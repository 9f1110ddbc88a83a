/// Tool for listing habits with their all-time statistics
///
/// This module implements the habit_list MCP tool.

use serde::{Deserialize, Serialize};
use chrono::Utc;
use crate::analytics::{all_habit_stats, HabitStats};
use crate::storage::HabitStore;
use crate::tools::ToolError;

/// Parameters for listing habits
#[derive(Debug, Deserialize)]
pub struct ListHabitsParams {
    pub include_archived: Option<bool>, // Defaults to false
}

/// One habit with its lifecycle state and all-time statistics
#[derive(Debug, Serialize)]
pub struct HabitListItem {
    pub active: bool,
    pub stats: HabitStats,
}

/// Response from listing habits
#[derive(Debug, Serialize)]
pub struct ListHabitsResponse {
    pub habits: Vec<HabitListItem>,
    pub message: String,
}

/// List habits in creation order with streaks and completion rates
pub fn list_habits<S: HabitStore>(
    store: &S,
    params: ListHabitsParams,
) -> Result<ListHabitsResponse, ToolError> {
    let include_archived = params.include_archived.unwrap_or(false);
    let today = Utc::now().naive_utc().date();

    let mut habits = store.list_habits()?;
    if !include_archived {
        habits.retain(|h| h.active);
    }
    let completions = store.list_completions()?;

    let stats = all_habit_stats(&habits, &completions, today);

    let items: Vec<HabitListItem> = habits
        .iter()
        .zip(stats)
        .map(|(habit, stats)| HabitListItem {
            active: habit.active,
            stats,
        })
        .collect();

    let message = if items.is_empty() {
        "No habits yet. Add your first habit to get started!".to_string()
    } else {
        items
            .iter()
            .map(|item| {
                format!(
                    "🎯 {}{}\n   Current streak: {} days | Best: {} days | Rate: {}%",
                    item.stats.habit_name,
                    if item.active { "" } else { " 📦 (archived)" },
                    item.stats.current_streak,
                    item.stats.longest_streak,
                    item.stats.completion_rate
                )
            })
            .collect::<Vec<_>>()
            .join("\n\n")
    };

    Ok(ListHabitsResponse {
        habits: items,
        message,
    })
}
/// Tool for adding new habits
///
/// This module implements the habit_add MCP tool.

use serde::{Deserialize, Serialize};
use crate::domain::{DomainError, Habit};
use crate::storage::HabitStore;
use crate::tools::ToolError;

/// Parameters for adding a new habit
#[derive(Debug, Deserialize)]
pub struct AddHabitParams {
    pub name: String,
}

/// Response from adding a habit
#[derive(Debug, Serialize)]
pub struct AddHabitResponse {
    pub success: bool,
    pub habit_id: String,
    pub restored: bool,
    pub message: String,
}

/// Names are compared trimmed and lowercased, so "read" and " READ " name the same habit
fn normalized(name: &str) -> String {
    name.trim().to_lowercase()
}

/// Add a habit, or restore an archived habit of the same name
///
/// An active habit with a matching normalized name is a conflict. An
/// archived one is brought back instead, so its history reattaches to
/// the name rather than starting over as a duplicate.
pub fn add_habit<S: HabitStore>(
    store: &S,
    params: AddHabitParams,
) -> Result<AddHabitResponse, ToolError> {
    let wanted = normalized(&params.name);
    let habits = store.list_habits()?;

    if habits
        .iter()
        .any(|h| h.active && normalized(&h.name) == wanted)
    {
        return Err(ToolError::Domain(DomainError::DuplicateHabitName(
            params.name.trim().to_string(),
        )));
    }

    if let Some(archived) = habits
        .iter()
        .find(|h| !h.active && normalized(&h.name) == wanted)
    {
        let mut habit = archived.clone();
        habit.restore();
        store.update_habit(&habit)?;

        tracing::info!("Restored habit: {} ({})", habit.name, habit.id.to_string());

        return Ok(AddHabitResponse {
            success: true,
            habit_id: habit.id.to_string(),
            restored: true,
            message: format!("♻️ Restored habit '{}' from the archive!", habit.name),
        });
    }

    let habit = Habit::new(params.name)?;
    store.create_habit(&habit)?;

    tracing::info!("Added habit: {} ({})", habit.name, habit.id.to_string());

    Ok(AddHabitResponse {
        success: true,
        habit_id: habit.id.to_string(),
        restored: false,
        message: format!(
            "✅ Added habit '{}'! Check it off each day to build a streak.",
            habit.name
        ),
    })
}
-- -- --
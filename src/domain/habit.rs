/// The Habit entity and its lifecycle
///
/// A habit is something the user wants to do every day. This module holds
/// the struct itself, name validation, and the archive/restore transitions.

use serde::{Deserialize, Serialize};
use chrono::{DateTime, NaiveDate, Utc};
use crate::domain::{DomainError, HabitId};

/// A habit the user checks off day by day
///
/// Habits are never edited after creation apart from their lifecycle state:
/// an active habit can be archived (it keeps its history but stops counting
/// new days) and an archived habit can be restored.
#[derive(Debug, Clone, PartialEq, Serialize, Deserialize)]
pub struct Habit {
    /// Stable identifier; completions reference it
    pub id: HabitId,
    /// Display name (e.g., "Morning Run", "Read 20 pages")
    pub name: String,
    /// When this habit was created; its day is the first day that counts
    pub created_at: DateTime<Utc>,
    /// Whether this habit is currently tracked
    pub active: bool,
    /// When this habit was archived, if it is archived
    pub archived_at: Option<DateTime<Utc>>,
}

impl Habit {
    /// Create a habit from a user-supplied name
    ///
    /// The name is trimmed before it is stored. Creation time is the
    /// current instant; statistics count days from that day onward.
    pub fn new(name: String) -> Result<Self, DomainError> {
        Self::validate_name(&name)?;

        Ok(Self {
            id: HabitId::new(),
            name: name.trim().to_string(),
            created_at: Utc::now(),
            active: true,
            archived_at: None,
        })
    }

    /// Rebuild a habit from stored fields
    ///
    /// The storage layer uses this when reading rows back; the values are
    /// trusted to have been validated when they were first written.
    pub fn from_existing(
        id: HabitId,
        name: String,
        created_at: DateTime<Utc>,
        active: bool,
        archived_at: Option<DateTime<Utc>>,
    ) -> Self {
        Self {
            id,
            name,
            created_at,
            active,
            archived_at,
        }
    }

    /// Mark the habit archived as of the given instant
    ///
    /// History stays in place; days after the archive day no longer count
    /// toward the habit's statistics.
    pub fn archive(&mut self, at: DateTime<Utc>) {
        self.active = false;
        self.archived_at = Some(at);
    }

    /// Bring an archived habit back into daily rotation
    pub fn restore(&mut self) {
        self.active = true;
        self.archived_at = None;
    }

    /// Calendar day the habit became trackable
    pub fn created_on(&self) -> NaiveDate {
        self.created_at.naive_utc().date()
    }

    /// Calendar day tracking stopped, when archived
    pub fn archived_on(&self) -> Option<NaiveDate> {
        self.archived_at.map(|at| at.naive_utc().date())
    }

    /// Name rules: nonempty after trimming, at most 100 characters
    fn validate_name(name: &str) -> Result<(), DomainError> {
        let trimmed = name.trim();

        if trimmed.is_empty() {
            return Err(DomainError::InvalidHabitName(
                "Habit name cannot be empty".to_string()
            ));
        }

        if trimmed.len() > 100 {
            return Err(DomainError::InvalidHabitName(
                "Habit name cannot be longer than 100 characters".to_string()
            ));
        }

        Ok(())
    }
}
-- -- --
▸ Your assignment
Repeat exactly the lines of the listing above, from the one with "fn normalized(name: &str)" down to the one with "store.update_habit(&habit)?;"; both of those lines belong in the range.

▸ Worked solution
fn normalized(name: &str) -> String {
    name.trim().to_lowercase()
}

/// Add a habit, or restore an archived habit of the same name
///
/// An active habit with a matching normalized name is a conflict. An
/// archived one is brought back instead, so its history reattaches to
/// the name rather than starting over as a duplicate.
pub fn add_habit<S: HabitStore>(
    store: &S,
    params: AddHabitParams,
) -> Result<AddHabitResponse, ToolError> {
    let wanted = normalized(&params.name);
    let habits = store.list_habits()?;

    if habits
        .iter()
        .any(|h| h.active && normalized(&h.name) == wanted)
    {
        return Err(ToolError::Domain(DomainError::DuplicateHabitName(
            params.name.trim().to_string(),
        )));
    }

    if let Some(archived) = habits
        .iter()
        .find(|h| !h.active && normalized(&h.name) == wanted)
    {
        let mut habit = archived.clone();
        habit.restore();
        store.update_habit(&habit)?;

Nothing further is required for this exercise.